I've seen far worse.

To quote Fido Policy: You should not be excessively annoying, but you also
should not be easily annoyed.

perhaps you misread his comment "AFAICT most of this new wave of tools is
geek-proof, in that it's so locked down you won't get more out of the
device than any teenage girl or retired model train hobbyist.". I fail to
see how you could read it by calling *people* worse than highschool girls.
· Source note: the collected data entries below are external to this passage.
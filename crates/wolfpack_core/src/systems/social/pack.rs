use rand::Rng;
use wolfpack_data::{PackId, PackRecord, Rank, Vec3};

/// Fresh pack id with a v4 layout, drawn from the engine RNG so seeded runs
/// mint the same ids.
pub fn mint_pack_id<R: Rng + ?Sized>(rng: &mut R) -> PackId {
    let bytes: [u8; 16] = rng.gen();
    PackId(uuid::Builder::from_random_bytes(bytes).into_uuid())
}

/// Returns the record's pack id, minting and storing one on first use.
pub fn get_or_assign_pack_id<R: Rng + ?Sized>(record: &mut PackRecord, rng: &mut R) -> PackId {
    if let Some(id) = record.pack_id {
        return id;
    }
    let id = mint_pack_id(rng);
    record.pack_id = Some(id);
    tracing::debug!(pack = %id, "Formed new pack");
    id
}

/// Moves an agent into `pack`. Rank is dropped until the next evaluation;
/// a territory center is inherited only if the agent has none yet.
pub fn join_pack(record: &mut PackRecord, pack: PackId, territory_center: Option<Vec3>) {
    if record.pack_id != Some(pack) {
        record.pack_id = Some(pack);
        record.rank = Rank::Unknown;
        record.alpha_id = None;
    }
    if record.territory_center.is_none() {
        record.territory_center = territory_center;
    }
}
//! Pack engines: social hierarchy, coordinated hunting, territory and siege.

pub mod hunting;
pub mod siege;
pub mod social;
pub mod territory;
> As far as replying to the original author - ok - maybe - but the offense
> was posted to the list - so the response shoulld generally be posted to
> the same place - especially since IMO - my opinion happened to be
> relative to the topic.
>
> Once upon a time - the BSD community was a mostly polite, if
> curmudgeonly group of people with advanced technical knowledge who
> didn't mind capitalism, closed intellectual property (in fact tried to
> work within those strictures - I remeber when the Aeronet cards were
> used at USENIX and I arranged for Aeronet to give specs to Bill Paul -
> within the system), or people making some cash. Opinions were respected
> and people who came across as you and Miles to were looked upon normally
> as total and complete jerks - and only got any respect if they had
> advanced technical knowledge (like Theo. D.) - and still people didn't
> *like* them or like working with them.
Funny you brought up Theo. I think his case pretty much proves my point.
Theo can be rude (and often is, to people who deserve it, and sometimes to
those who don't). He was thrown out of netbsd for being rude. netbsd is
currently far more dead than openbsd is. I think in retrospect, everyone
realizes that netbsdcoreteam was wrong and Theo was right.

It is more preferably to be both correct and polite, but if you have to
choose, I'm going to choose to hang out with guys who know what they are
doing. Otherwise, I'd be on nylug.

> It seems as it gets "cooler" to run a BSD - the community suurrounding
> it has become not much better than the linux kiddies.
I think otherwise.

Linux always catered to everyone. *bsd catered to cluebies, and generally
was not all that welcoming of outsiders who can't prove they deserve to
belong.

> Maybe its *me* who wants the good old days back, not Miles. Or maybe my
> point is that times change and everyone misses what they miss - its how
> you state it that matters, and Miles came off as a spoiled brat - rather
> than someone with a relevant technical point (and I still can't find one
> in that post)
See above for comments about good old days.